Battle of Aachen: Forgotten Battle of WWII

Posted on October 30, 2014



Rodney Cress

♦ The Battle of Aachen took place between October 2nd and October 21st, 1944 and was considered a major battle and the first city on German soil to be captured by the Allies. In this battle the Americans, 100,000 strong, were the only Allied force to battle the Germans 13,000 soldiers and the 5,000 national militia. The battle was one of the largest urban battles of the entire war and destroyed the city of Aachen. German defenses extended 10 miles in some areas and protected with extensive minefields, bunkers and pillboxes and defended early on by the 116th Panzer Division, which was later replaced by the 1st SS Panzer Division and the 12th Infantry Division. American forces commanded by LTG Courtney Hodges, consisted of the 30th Infantry Division, the 1st Infantry Division, the 9th Infantry Division and the 2nd and 3rd Armored Divisions, along with air support by the Ninth Air Force. Aachen controlled most of the major roadways and both the Americans and Germans needed it for supply routes. In addition it was the historic capital of Charlemagne, founder of the “First Reich” and the Emperor of the Holy Roman Empire, hence Hitler declared the rule of the Nazis as the Third Reich. To strike the historic city was a strike against the Nazi faith. Hitler was determined not to let Aachen fall to the Americans.

Aachen 1

Since most of the 165,000 citizens, mostly Catholics, had moved out as the Germans moved in, but it was later estimated that 40,000 may have remained, seeing the Americans as liberators. The Allied strategy was to encircle the city and pound it with air and artillery strikes, then move in the ground forces. As the American divisions moved into place, German command General Friedrich Koechling took charge of their LXXXI Corps, sending in the German 12th Infantry as reinforcements from the German Seventh Army. Soon the two great armies would clash, pounding each other with all the weapons at their disposal. Americans organized special pillbox assault teams equipped with flame throwers, bangalore torpedoes, beehive munitions and demo charges. Flamethrower tanks destroyed the pillboxes and Bulldozer tanks buried them.

As American air power and artillery delivered over 300 tons of explosives on Aachen on October 11th and 12th German 116th Panzer Division arrived to reinforce strategic areas of the city. This move lead the 2nd Battalion to begin street and door to door fighting, followed by tanks to take out buildings firing on the soldiers. Urban battles became the focal point for success as each building taken over by the Americans would be one step closer to winning the battle. The Germans however defended their positions admirably as they used basements and sewers to counter attack, destroying American tanks with German anti-tank guns and holding the 30th Division to a standstill. It wasn’t until the after linking with the 1st Division that Aachen was finally surrounded.
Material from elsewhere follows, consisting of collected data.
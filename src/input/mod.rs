//! Input handling and the drawing mode state machine.
//!
//! This module translates host pointer events into drawing primitives. It keeps
//! the active [`Mode`], the buffered gesture points, the stroke style, and the
//! queue of requests for the external text and color dialogs.

pub mod events;
pub mod mode;
pub mod pointer;
pub mod requests;
pub mod state;
pub mod stroke;

// Re-export commonly used types at module level
pub use events::{PointerEvent, PointerKind};
pub use mode::Mode;
pub use pointer::PointerTracker;
pub use requests::{
    ColorDialog, ColorRequest, ColorTarget, DialogRequest, TextDialog, TextRequest,
    forward_requests,
};
pub use state::CanvasController;
pub use stroke::{ColorChoice, NamedColor, StrokeState, ThicknessChoice};
//! Library exports for the paintcanvas drawing engine.
//!
//! Exposes the raster surface, the gesture-driven controller and the configuration
//! types so that windowing hosts and tools (e.g. the schema dumper) can embed the
//! canvas and share validation logic with the headless binary.

pub mod config;
pub mod draw;
pub mod input;
pub mod script;
pub mod util;

pub use config::Config;
use anyhow::{Context, Result};
use clap::Parser;
use paintcanvas::Config;
use paintcanvas::input::CanvasController;
use paintcanvas::script::Script;
use std::cell::Cell;
use std::io::Read;
use std::path::{Path, PathBuf};
use std::rc::Rc;

const VERSION: &str = concat!(
    env!("CARGO_PKG_VERSION"),
    " (",
    env!("PAINTCANVAS_GIT_HASH"),
    ")"
);

#[derive(Parser, Debug)]
#[command(name = "paintcanvas")]
#[command(version = VERSION, about = "Headless raster canvas driven by pointer gestures")]
struct Cli {
    /// Gesture script to replay ("-" reads standard input)
    #[arg(long, short = 's', value_name = "FILE")]
    script: Option<PathBuf>,

    /// Config file to use instead of ~/.config/paintcanvas/config.toml
    #[arg(long, short = 'c', value_name = "FILE")]
    config: Option<PathBuf>,

    /// Canvas width in pixels (overrides config)
    #[arg(long, value_name = "PIXELS")]
    width: Option<u32>,

    /// Canvas height in pixels (overrides config)
    #[arg(long, value_name = "PIXELS")]
    height: Option<u32>,

    /// Initial drawing mode (pen, line, triangle, text, or eraser)
    #[arg(long, short = 'm', value_name = "MODE")]
    mode: Option<String>,
}

fn main() -> Result<()> {
    env_logger::init();

    let cli = Cli::parse();

    let Some(script_path) = cli.script.as_deref() else {
        print_usage();
        return Ok(());
    };

    let mut config = match cli.config.as_deref() {
        Some(path) => Config::load_from(path)?,
        None => Config::load()?,
    };
    if let Some(width) = cli.width {
        config.canvas.width = width;
    }
    if let Some(height) = cli.height {
        config.canvas.height = height;
    }
    config.validate_and_clamp();

    let source = read_script(script_path)?;
    let script = Script::parse(&source)
        .with_context(|| format!("Invalid script {}", script_path.display()))?;
    if script.is_empty() {
        log::warn!("Script {} contains no commands", script_path.display());
    } else {
        log::info!("Replaying {} commands from {}", script.len(), script_path.display());
    }

    let mut controller =
        CanvasController::from_config(&config).context("Failed to allocate canvas")?;
    if let Some(mode) = cli.mode.as_deref() {
        if !controller.set_mode_named(mode) {
            anyhow::bail!("Unknown mode '{mode}'");
        }
    }

    let regions = Rc::new(Cell::new(0usize));
    let counter = Rc::clone(&regions);
    controller.on_buffer_changed(move |_| counter.set(counter.get() + 1));

    let stats = script
        .replay(&mut controller)
        .with_context(|| format!("Failed to replay {}", script_path.display()))?;

    let background = controller.background();
    let changed = controller.surface_mut().count_pixels_unlike(background);

    println!(
        "Canvas {}x{}, mode {}",
        config.canvas.width,
        config.canvas.height,
        controller.mode()
    );
    println!("Commands replayed: {}", stats.commands);
    println!("Dirty regions: {}", regions.get());
    println!("Pending requests: {}", stats.pending_requests);
    println!("Pixels differing from background: {changed}");

    Ok(())
}

fn read_script(path: &Path) -> Result<String> {
    if path == Path::new("-") {
        let mut source = String::new();
        std::io::stdin()
            .read_to_string(&mut source)
            .context("Failed to read script from stdin")?;
        return Ok(source);
    }

    std::fs::read_to_string(path)
        .with_context(|| format!("Failed to read script {}", path.display()))
}

fn print_usage() {
    println!("paintcanvas: Headless raster canvas driven by pointer gestures");
    println!();
    println!("Usage:");
    println!("  paintcanvas --script FILE    Replay a gesture script and print a summary");
    println!("  paintcanvas --script -       Read the script from standard input");
    println!("  paintcanvas --help           Show help");
    println!();
    println!("Script commands (one per line, # starts a comment):");
    println!("  mode pen|line|triangle|text|eraser");
    println!("  color NAME|#rrggbb|rainbow    thickness thin|regular|thick|PIXELS");
    println!("  background NAME|#rrggbb       clear");
    println!("  down X Y    drag X Y    up X Y");
    println!("  request-color stroke|background");
    println!("  text STRING    pick COLOR    cancel");
}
On October 18 the final assault began against the SS Panzer Corps with the use of 155mm howitzers to blast the Germans into submission. Finally on October 21st, 1944 at 1205 hours, there was a total surrender by the Germans. American casualties were high with 3,000 from the 30th Division, 1350 from the 1st Infantry Divisions and 498 from the 26th Infantry. German losses included 5000 causalities and 5600 prisoners, losing the entire 246th Grenadier Division and the SS Panzer Corps lost half of its combat power.

It took 6 weeks for the Americans to surround the city in strategic locations but only 10 days to wipe out the Germans. Aachen, once a beautiful historic city, lost 80 percent of buildings. Because of the victory at Aachen, General Omar Bradley was able to move the 9th U.S. Army into the command that would then assist for the next bigger battle, the Battle of Hurtgen Forest.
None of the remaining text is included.